Eligibility Criteria

Sex
ALL
Age
18 Years - N/A
Healthy Volunteers
Accepted

Interventions

  • Updating Existing Smartphone App — BEHAVIORAL
    Participants will be asked to use a recently developed study smartphone application to reduce cravings to smoke for a 5-week period. Through the app, participants will be exposed to smoking extinction trials daily. Participants will be encouraged and reminded to complete 2-5 extinction sessions per day. Each session will present 3-8 cues, and each cue will be presented for 20-40 seconds (average amount of extinction per day will be about 10 minutes). Participants will be encouraged to conduct the extinction sessions when high cravings are expected.
  • Quitline Services — BEHAVIORAL
    Quitline coaches use cognitive behavioral therapy, reinforcement, and principles of self-efficacy to promote effective behavior change. The quitline approach includes 5 key elements: setting a quit date, coping with triggers, effectively using medications, tobacco proofing, and social support. Individuals who enroll in the quitline's multi-call program receive phone calls and NRT.
  • Quitline Services and Smartphone App — BEHAVIORAL
    In addition to quitline services, participants will download a study app that will allow them to track smoking urges and abstinence.
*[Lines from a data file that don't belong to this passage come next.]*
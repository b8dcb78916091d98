use std::ops::RangeInclusive;

use log::debug;
use serde::{Deserialize, Serialize};
use thiserror::Error;

use crate::nes::save_state::SaveStateError;
use bank_switch::{BankState, BankSwitch, PRG_BANK_SIZE};

pub mod bank_switch;
pub mod mapper000_nrom;
pub mod mapper001_mmc1;
pub mod mapper002_ux_rom;
pub mod mapper003_cn_rom;
pub mod mapper004_mmc3;
pub mod mapper007_ax_rom;
pub mod mapper066_gx_rom;
pub mod mapper087;

use mapper000_nrom::Nrom;
use mapper001_mmc1::Mmc1;
use mapper002_ux_rom::UxRom;
use mapper003_cn_rom::CnRom;
use mapper004_mmc3::Mmc3;
use mapper007_ax_rom::AxRom;
use mapper066_gx_rom::GxRom;
use mapper087::Mapper087;

pub const PRG_RAM_START: u16 = 0x6000;
pub const PRG_RAM_END: u16 = 0x7FFF;
pub const PRG_RAM_SIZE: usize = 0x2000;
pub const PRG_ROM_START: u16 = 0x8000;
pub const CHR_RAM_SIZE: usize = 0x2000;

#[derive(Debug, Error, PartialEq, Eq)]
pub enum CartridgeError {
    #[error("Unsupported Mapper: {0}")]
    UnsupportedMapper(u16),

    #[error("PRG ROM size {0:#X} is not a non-zero multiple of 8 KiB")]
    InvalidPrgSize(usize),

    #[error("CHR size {0:#X} is not a multiple of 1 KiB")]
    InvalidChrSize(usize),
}

#[derive(Copy, Clone, Debug, PartialEq, Eq, Serialize, Deserialize)]
pub enum Mirroring {
    Vertical,
    Horizontal,
    FourScreen,
    Single0,
    Single1,
}

/// Board-specific bank-switching logic.
///
/// A mapper never touches ROM data itself. It decodes register writes into
/// bank selections on the shared [`BankSwitch`], which the cartridge consults
/// on every fetch.
pub trait Mapper {
    fn mapper_no(&self) -> u16;

    /// CPU address ranges whose writes go to the board instead of memory
    fn write_ranges(&self) -> Vec<RangeInclusive<u16>>;

    fn reset(&mut self, banks: &mut BankSwitch);

    fn write(&mut self, addr: u16, value: u8, banks: &mut BankSwitch);

    /// Called once per scanline. Returns true to raise an IRQ.
    fn on_hblank(&mut self, _scanline: u16) -> bool {
        false
    }

    fn save_registers(&self) -> Vec<u8>;

    fn load_registers(&mut self, regs: &[u8]) -> Result<(), SaveStateError>;
}

pub fn create_mapper(mapper_no: u16) -> Result<Box<dyn Mapper>, CartridgeError> {
    let mapper: Box<dyn Mapper> = match mapper_no {
        0 => Box::new(Nrom),
        1 => Box::new(Mmc1::new()),
        2 => Box::new(UxRom),
        3 => Box::new(CnRom),
        4 => Box::new(Mmc3::new()),
        7 => Box::new(AxRom),
        66 => Box::new(GxRom),
        87 => Box::new(Mapper087),
        _ => return Err(CartridgeError::UnsupportedMapper(mapper_no)),
    };
    Ok(mapper)
}

/// Fails with `Corrupt` unless the register image has the expected length
pub(crate) fn check_register_len(
    mapper_no: u16,
    regs: &[u8],
    expected: usize,
) -> Result<(), SaveStateError> {
    if regs.len() != expected {
        return Err(SaveStateError::Corrupt(format!(
            "mapper {} expects {} register bytes, got {}",
            mapper_no,
            expected,
            regs.len()
        )));
    }
    Ok(())
}

#[derive(Debug, Clone, PartialEq, Eq, Serialize, Deserialize)]
pub struct CartridgeState {
    pub mapper_no: u16,
    pub banks: BankState,
    pub prg_ram: Vec<u8>,
    /// Only present when the board uses CHR-RAM
    pub chr_ram: Option<Vec<u8>>,
    pub mapper_registers: Vec<u8>,
}

pub struct Cartridge {
    prg_rom: Vec<u8>,
    chr: Vec<u8>,
    chr_is_ram: bool,
    prg_ram: Vec<u8>,
    banks: BankSwitch,
    mapper: Box<dyn Mapper>,
    write_ranges: Vec<RangeInclusive<u16>>,
}

impl Cartridge {
    pub fn new(
        prg_rom: Vec<u8>,
        chr_rom: Vec<u8>,
        mapper_no: u16,
        mirroring: Mirroring,
    ) -> Result<Cartridge, CartridgeError> {
        if prg_rom.is_empty() || prg_rom.len() % PRG_BANK_SIZE != 0 {
            return Err(CartridgeError::InvalidPrgSize(prg_rom.len()));
        }
        if chr_rom.len() % bank_switch::CHR_BANK_SIZE != 0 {
            return Err(CartridgeError::InvalidChrSize(chr_rom.len()));
        }
        let mapper = create_mapper(mapper_no)?;

        let chr_is_ram = chr_rom.is_empty();
        let chr = if chr_is_ram {
            vec![0u8; CHR_RAM_SIZE]
        } else {
            chr_rom
        };
        let banks = BankSwitch::new(prg_rom.len(), chr.len(), mirroring);
        let write_ranges = mapper.write_ranges();

        let mut cart = Cartridge {
            prg_rom,
            chr,
            chr_is_ram,
            prg_ram: vec![0u8; PRG_RAM_SIZE],
            banks,
            mapper,
            write_ranges,
        };
        cart.reset();
        debug!(
            "Cartridge: mapper={} prg={:#X} chr={:#X}{}",
            mapper_no,
            cart.prg_rom.len(),
            cart.chr.len(),
            if cart.chr_is_ram { " (RAM)" } else { "" }
        );
        Ok(cart)
    }

    pub fn reset(&mut self) {
        self.mapper.reset(&mut self.banks);
    }

    pub fn mapper_no(&self) -> u16 {
        self.mapper.mapper_no()
    }

    pub fn banks(&self) -> &BankSwitch {
        &self.banks
    }

    /// True when the board intercepts CPU writes to `addr`
    pub fn claims(&self, addr: u16) -> bool {
        self.write_ranges.iter().any(|r| r.contains(&addr))
    }

    /// CPU read ($4020-$FFFF)
    pub fn cpu_read(&self, addr: u16) -> u8 {
        match addr {
            PRG_RAM_START..=PRG_RAM_END => self.prg_ram[(addr - PRG_RAM_START) as usize],
            PRG_ROM_START..=0xFFFF => {
                let offset = self.banks.prg_offset(addr);
                self.prg_rom[offset % self.prg_rom.len()]
            }
            _ => 0, // open bus
        }
    }

    /// CPU write ($4020-$FFFF)
    pub fn cpu_write(&mut self, addr: u16, value: u8) {
        if self.claims(addr) {
            self.mapper.write(addr, value, &mut self.banks);
            return;
        }
        match addr {
            PRG_RAM_START..=PRG_RAM_END => {
                self.prg_ram[(addr - PRG_RAM_START) as usize] = value;
            }
            _ => {}
        }
    }

    /// PPU read ($0000-$1FFF)
    pub fn ppu_read(&self, addr: u16) -> u8 {
        let offset = self.banks.chr_offset(addr);
        self.chr[offset % self.chr.len()]
    }

    /// PPU write ($0000-$1FFF); ignored for CHR-ROM
    pub fn ppu_write(&mut self, addr: u16, value: u8) {
        if self.chr_is_ram {
            let offset = self.banks.chr_offset(addr) % self.chr.len();
            self.chr[offset] = value;
        }
    }

    pub fn mirroring(&self) -> Mirroring {
        self.banks.mirroring()
    }

    /// Per-scanline hook. Returns true when the board raises an IRQ.
    pub fn on_hblank(&mut self, scanline: u16) -> bool {
        self.mapper.on_hblank(scanline)
    }

    pub fn save(&self) -> CartridgeState {
        CartridgeState {
            mapper_no: self.mapper.mapper_no(),
            banks: self.banks.save(),
            prg_ram: self.prg_ram.clone(),
            chr_ram: if self.chr_is_ram {
                Some(self.chr.clone())
            } else {
                None
            },
            mapper_registers: self.mapper.save_registers(),
        }
    }

    pub fn validate(&self, state: &CartridgeState) -> Result<(), SaveStateError> {
        if state.mapper_no != self.mapper.mapper_no() {
            return Err(SaveStateError::Corrupt(format!(
                "snapshot is for mapper {}, cartridge uses mapper {}",
                state.mapper_no,
                self.mapper.mapper_no()
            )));
        }
        if state.prg_ram.len() != PRG_RAM_SIZE {
            return Err(SaveStateError::Corrupt(format!(
                "PRG-RAM image is {} bytes",
                state.prg_ram.len()
            )));
        }
        match (&state.chr_ram, self.chr_is_ram) {
            (Some(ram), true) if ram.len() == self.chr.len() => {}
            (None, false) => {}
            _ => {
                return Err(SaveStateError::Corrupt(
                    "CHR-RAM image does not match the cartridge".into(),
                ));
            }
        }
        // Dry run against a scratch copy so a bad snapshot leaves us untouched
        let mut banks = self.banks.clone();
        banks.load(&state.banks)?;
        let mut scratch = create_mapper(state.mapper_no)
            .map_err(|e| SaveStateError::Corrupt(e.to_string()))?;
        scratch.load_registers(&state.mapper_registers)
    }

    pub fn load(&mut self, state: &CartridgeState) -> Result<(), SaveStateError> {
        self.validate(state)?;
        self.banks.load(&state.banks)?;
        self.mapper.load_registers(&state.mapper_registers)?;
        self.prg_ram.copy_from_slice(&state.prg_ram);
        if let Some(ram) = &state.chr_ram {
            self.chr.copy_from_slice(ram);
        }
        Ok(())
    }
}

#[cfg(test)]
pub(crate) mod test_util {
    use super::*;

    /// PRG image whose every 8 KiB bank is filled with its own index
    pub fn tagged_prg(banks: usize) -> Vec<u8> {
        (0..banks)
            .flat_map(|b| std::iter::repeat(b as u8).take(PRG_BANK_SIZE))
            .collect()
    }

    /// CHR image whose every 1 KiB bank is filled with its own index
    pub fn tagged_chr(banks: usize) -> Vec<u8> {
        (0..banks)
            .flat_map(|b| std::iter::repeat(b as u8).take(bank_switch::CHR_BANK_SIZE))
            .collect()
    }

    pub fn cart(mapper_no: u16, prg_8k: usize, chr_1k: usize) -> Cartridge {
        Cartridge::new(
            tagged_prg(prg_8k),
            tagged_chr(chr_1k),
            mapper_no,
            Mirroring::Horizontal,
        )
        .unwrap()
    }
}

#[cfg(test)]
mod tests {
    use super::test_util::*;
    use super::*;

    #[test]
    fn rejects_unsupported_mapper() {
        let err = Cartridge::new(tagged_prg(2), vec![], 5, Mirroring::Vertical)
            .err()
            .unwrap();
        assert_eq!(err, CartridgeError::UnsupportedMapper(5));
    }

    #[test]
    fn rejects_bad_prg_size() {
        let err = Cartridge::new(vec![], vec![], 0, Mirroring::Vertical)
            .err()
            .unwrap();
        assert_eq!(err, CartridgeError::InvalidPrgSize(0));
        let err = Cartridge::new(vec![0; 0x1000], vec![], 0, Mirroring::Vertical)
            .err()
            .unwrap();
        assert_eq!(err, CartridgeError::InvalidPrgSize(0x1000));
    }

    #[test]
    fn prg_ram_read_write() {
        let mut cart = cart(0, 2, 8);
        cart.cpu_write(0x6000, 0x42);
        cart.cpu_write(0x7FFF, 0x24);
        assert_eq!(cart.cpu_read(0x6000), 0x42);
        assert_eq!(cart.cpu_read(0x7FFF), 0x24);
        assert_eq!(cart.cpu_read(0x5000), 0);
    }

    #[test]
    fn chr_rom_is_read_only_chr_ram_is_not() {
        let mut rom = cart(0, 2, 8);
        rom.ppu_write(0x0000, 0xAA);
        assert_eq!(rom.ppu_read(0x0000), 0);

        let mut ram = Cartridge::new(tagged_prg(2), vec![], 0, Mirroring::Vertical).unwrap();
        ram.ppu_write(0x1234, 0xAA);
        assert_eq!(ram.ppu_read(0x1234), 0xAA);
    }

    #[test]
    fn save_load_round_trip_restores_banks_and_ram() {
        let mut cart = Cartridge::new(tagged_prg(8), vec![], 2, Mirroring::Vertical).unwrap();
        cart.cpu_write(0x8000, 2);
        cart.cpu_write(0x6001, 0x77);
        cart.ppu_write(0x0010, 0x55);
        let state = cart.save();

        cart.cpu_write(0x8000, 0);
        cart.cpu_write(0x6001, 0);
        cart.ppu_write(0x0010, 0);
        cart.load(&state).unwrap();

        assert_eq!(cart.cpu_read(0x8000), 4);
        assert_eq!(cart.cpu_read(0x6001), 0x77);
        assert_eq!(cart.ppu_read(0x0010), 0x55);
    }

    #[test]
    fn load_rejects_foreign_snapshot() {
        let mut cart = cart(0, 2, 8);
        let mut state = cart.save();
        state.mapper_no = 3;
        assert!(cart.load(&state).is_err());

        let mut state = cart.save();
        state.prg_ram.truncate(10);
        assert!(cart.load(&state).is_err());

        let mut state = cart.save();
        state.chr_ram = Some(vec![0; CHR_RAM_SIZE]);
        assert!(cart.load(&state).is_err());
    }
}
After 48 hours of self-reported abstinence, those in the intervention group will be exposed to smoking extinction trials through the study smartphone app.

Study Details

The overall goal of the study is to assess the efficacy of using cue exposure delivered via a smartphone application as an adjunct to Tobacco Quitline treatment to improve smoking abstinence.

Key Dates

Start date
Jun 11, 2024
Status verified
Feb 2026
Primary completion
May 1, 2027
Completion
May 1, 2027

Study Design

Enrollment
3,600 participants (estimated)
Allocation
RANDOMIZED
Intervention model
PARALLEL
Primary purpose
PREVENTION

Arms

  • Experimental: Aim 1: Update an existing smartphone App
    An existing study app will be updated to be engaging, user-friendly treatment tool, and verify user satisfaction.
  • Experimental: Aim 2: Quit Line Only
    Participants randomized to this arm will receive usual care for smoking cessation via the quitline and a smartphone app that will allow them to track smoking urges and abstinence.
  • Experimental: Aim 2:Quitline plus smartphone App
    Participants randomized to this arm will receive usual care for smoking cessation via the quitline and a smartphone app that will allow them to track smoking urges and abstinence. After 48 hours of self-reported abstinence, they will be exposed to smoking extinction trials through the study smartphone app.

Primary Outcome Measure

System Usability Scale (Aim 1) [ Time Frame: At 1 Week ]

Central Contacts

Locations (1)

FacilityCityStateZIPSite coordinators
Moffitt Cancer CenterTampaFlorida33612
Karen Brandon
[email protected]
813-745-7691
Marilyn Horta, PhD
Christine Vinci, PhD (PRINCIPAL_INVESTIGATOR)
Thomas Brandon, PhD (SUB_INVESTIGATOR)
Margaret Byrne, PhD (SUB_INVESTIGATOR)
Kea Turner, PhD (SUB_INVESTIGATOR)
Damon Vadrine, DRPH (SUB_INVESTIGATOR)
Lee Ritterbrand, PhD (SUB_INVESTIGATOR)
Kara Wiseman, PhD, MPH (SUB_INVESTIGATOR)
Katrina Vickerman, PhD (SUB_INVESTIGATOR)
Steve Sutton, PhD (SUB_INVESTIGATOR)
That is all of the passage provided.